**TASK DESCRIPTION:**
Every line of the data below that holds the string "crate" needs to be reported.

**DATA:**
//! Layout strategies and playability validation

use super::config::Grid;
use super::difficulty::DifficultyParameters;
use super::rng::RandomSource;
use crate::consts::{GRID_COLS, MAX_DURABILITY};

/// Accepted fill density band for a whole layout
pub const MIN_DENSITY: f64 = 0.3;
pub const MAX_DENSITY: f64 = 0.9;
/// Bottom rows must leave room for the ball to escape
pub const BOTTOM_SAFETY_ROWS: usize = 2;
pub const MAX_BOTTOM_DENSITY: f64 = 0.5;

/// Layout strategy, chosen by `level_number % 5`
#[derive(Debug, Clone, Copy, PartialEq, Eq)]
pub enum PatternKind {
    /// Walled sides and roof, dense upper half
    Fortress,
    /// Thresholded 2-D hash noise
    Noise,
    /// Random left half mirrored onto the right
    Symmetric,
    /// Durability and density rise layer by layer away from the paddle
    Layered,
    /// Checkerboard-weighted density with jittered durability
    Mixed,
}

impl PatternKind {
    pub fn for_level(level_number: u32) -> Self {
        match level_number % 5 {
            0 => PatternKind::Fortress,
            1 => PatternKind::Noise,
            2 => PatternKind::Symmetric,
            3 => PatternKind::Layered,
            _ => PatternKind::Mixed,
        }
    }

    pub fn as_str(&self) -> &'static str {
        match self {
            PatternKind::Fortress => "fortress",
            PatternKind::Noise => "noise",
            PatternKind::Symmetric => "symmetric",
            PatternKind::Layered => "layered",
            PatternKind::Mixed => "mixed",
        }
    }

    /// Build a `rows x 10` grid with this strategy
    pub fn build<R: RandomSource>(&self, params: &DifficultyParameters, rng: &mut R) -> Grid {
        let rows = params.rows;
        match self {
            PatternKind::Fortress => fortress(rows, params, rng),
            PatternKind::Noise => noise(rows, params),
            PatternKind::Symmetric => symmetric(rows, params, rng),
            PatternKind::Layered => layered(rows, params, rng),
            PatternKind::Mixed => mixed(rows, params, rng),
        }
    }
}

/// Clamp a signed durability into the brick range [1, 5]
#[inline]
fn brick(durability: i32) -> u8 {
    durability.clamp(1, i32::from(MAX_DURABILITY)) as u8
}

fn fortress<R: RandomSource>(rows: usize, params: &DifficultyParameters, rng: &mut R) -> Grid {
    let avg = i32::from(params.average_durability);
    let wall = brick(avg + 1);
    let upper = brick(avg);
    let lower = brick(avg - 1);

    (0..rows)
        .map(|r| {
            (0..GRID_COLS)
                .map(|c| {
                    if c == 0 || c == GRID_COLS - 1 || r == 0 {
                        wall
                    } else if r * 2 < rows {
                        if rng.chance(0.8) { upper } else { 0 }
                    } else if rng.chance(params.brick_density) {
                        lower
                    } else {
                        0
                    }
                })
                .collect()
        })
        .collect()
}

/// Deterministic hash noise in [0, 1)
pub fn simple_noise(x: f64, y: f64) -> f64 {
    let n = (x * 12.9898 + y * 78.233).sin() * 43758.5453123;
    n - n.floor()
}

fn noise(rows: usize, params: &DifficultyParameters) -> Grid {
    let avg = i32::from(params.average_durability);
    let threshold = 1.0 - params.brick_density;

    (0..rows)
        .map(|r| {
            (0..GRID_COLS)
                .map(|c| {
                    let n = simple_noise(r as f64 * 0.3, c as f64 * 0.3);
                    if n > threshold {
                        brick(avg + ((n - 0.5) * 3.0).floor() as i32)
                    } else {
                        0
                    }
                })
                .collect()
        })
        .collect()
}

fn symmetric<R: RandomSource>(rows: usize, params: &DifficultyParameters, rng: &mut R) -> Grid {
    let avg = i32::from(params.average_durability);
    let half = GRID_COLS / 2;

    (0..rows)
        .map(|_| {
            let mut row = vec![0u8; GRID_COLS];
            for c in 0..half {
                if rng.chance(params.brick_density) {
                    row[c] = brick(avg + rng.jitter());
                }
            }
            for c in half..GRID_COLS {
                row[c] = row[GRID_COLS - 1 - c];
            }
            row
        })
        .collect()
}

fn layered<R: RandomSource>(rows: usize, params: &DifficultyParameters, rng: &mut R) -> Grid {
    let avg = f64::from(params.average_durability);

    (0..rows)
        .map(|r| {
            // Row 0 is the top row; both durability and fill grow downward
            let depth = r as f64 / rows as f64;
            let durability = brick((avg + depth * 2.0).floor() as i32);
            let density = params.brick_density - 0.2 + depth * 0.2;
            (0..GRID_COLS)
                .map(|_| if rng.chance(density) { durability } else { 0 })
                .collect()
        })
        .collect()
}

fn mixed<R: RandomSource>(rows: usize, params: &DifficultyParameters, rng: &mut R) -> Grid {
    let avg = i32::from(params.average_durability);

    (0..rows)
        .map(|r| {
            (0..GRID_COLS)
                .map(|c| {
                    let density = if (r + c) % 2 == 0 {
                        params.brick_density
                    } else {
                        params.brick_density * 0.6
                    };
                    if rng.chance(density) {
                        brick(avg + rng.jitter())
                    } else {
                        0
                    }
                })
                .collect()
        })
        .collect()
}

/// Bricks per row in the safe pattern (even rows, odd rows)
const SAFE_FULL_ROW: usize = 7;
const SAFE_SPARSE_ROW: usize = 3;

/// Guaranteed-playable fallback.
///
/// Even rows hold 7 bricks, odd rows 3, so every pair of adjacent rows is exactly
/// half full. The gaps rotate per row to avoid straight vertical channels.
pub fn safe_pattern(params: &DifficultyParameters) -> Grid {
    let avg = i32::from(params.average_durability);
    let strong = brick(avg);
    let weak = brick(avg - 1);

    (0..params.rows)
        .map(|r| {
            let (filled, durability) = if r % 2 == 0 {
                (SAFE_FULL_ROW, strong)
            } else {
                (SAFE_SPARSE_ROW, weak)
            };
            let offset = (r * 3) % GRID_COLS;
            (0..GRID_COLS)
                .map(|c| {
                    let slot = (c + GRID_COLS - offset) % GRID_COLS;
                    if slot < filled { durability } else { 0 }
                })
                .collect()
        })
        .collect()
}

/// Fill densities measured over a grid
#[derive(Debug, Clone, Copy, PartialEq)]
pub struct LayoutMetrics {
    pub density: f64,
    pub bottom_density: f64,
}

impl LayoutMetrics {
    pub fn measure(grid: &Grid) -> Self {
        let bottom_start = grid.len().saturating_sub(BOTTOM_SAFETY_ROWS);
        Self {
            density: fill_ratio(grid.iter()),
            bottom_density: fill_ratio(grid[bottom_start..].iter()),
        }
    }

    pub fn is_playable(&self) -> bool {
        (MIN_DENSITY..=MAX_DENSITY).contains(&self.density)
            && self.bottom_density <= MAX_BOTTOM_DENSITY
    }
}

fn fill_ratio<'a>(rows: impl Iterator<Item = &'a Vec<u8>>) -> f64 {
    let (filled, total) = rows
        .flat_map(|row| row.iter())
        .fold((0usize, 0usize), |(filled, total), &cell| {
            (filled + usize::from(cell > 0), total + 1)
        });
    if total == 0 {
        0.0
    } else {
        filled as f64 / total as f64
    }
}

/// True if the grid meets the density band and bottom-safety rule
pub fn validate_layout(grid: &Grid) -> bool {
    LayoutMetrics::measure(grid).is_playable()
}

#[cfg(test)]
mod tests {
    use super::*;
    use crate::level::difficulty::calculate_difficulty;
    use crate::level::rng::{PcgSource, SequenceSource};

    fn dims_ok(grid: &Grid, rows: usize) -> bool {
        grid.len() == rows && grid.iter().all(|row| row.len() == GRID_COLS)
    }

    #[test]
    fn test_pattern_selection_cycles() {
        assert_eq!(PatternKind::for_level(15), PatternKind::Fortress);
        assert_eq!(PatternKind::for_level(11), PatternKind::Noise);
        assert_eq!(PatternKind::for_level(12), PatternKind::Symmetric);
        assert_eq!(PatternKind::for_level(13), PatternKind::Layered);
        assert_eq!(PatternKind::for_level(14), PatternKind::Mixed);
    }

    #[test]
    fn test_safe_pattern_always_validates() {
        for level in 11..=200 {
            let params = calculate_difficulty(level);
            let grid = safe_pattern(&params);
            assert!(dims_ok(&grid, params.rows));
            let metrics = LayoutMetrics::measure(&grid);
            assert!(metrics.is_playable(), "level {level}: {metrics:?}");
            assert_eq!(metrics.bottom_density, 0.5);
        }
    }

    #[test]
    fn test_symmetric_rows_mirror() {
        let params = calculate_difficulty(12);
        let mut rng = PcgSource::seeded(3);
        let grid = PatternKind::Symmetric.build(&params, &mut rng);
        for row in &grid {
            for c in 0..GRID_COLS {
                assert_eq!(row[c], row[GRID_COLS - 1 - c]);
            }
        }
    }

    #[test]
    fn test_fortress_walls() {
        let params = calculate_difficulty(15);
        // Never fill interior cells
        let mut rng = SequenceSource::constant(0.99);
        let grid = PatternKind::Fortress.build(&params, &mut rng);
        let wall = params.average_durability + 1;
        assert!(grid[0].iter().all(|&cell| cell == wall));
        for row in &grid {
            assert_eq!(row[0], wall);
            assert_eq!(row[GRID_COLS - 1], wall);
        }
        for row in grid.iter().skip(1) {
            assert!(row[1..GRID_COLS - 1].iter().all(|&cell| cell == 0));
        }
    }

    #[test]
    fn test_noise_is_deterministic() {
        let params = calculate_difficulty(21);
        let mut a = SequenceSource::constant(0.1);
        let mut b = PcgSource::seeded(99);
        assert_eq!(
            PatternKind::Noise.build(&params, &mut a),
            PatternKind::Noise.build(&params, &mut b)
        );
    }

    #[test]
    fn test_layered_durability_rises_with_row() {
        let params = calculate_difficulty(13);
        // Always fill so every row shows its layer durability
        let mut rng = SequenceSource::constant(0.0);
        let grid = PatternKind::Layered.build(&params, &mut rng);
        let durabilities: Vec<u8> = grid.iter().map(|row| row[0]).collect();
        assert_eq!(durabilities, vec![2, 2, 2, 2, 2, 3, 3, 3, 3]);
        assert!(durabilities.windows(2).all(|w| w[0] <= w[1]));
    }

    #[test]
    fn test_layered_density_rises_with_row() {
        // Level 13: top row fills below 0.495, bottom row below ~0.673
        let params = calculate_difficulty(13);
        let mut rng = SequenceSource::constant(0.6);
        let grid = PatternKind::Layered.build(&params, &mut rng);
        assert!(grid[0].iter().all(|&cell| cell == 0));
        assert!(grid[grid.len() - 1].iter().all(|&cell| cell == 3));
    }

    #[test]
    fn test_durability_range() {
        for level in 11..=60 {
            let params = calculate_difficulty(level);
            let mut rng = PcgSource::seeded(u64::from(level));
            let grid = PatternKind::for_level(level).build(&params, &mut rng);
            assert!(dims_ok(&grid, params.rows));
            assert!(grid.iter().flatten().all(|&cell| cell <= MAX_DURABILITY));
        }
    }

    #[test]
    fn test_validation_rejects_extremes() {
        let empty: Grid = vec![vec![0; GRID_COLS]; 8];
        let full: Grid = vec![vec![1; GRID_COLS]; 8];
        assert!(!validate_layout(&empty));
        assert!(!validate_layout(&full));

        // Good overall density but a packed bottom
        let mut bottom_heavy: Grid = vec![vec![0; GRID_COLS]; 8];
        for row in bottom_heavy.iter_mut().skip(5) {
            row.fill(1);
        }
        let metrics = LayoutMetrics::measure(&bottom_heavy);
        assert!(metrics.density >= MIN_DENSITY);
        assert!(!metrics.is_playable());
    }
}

* * *

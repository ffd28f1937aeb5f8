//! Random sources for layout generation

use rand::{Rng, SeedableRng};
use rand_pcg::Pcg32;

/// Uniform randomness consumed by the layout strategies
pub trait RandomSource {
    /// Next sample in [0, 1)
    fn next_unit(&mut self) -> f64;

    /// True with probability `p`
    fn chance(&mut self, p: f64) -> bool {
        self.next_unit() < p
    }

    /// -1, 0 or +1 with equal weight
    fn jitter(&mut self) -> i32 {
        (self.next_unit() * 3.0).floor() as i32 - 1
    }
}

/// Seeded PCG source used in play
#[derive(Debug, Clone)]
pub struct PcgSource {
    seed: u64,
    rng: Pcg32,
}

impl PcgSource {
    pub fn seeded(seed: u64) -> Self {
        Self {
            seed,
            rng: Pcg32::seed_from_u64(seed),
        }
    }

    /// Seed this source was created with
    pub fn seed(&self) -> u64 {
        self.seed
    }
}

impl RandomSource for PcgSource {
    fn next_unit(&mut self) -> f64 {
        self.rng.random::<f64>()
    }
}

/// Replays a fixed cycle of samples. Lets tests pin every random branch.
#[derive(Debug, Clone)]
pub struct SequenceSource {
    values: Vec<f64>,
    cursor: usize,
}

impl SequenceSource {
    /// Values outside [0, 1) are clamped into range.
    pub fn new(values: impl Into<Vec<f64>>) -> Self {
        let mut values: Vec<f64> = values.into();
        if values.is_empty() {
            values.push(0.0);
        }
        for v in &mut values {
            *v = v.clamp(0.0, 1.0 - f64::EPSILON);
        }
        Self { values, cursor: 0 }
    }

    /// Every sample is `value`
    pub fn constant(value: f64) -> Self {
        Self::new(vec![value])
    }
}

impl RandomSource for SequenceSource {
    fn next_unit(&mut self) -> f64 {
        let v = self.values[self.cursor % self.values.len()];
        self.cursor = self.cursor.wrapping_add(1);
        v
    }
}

**SOLUTION TO THIS EXERCISE:**
use crate::consts::{GRID_COLS, MAX_DURABILITY};
    use crate::level::difficulty::calculate_difficulty;
    use crate::level::rng::{PcgSource, SequenceSource};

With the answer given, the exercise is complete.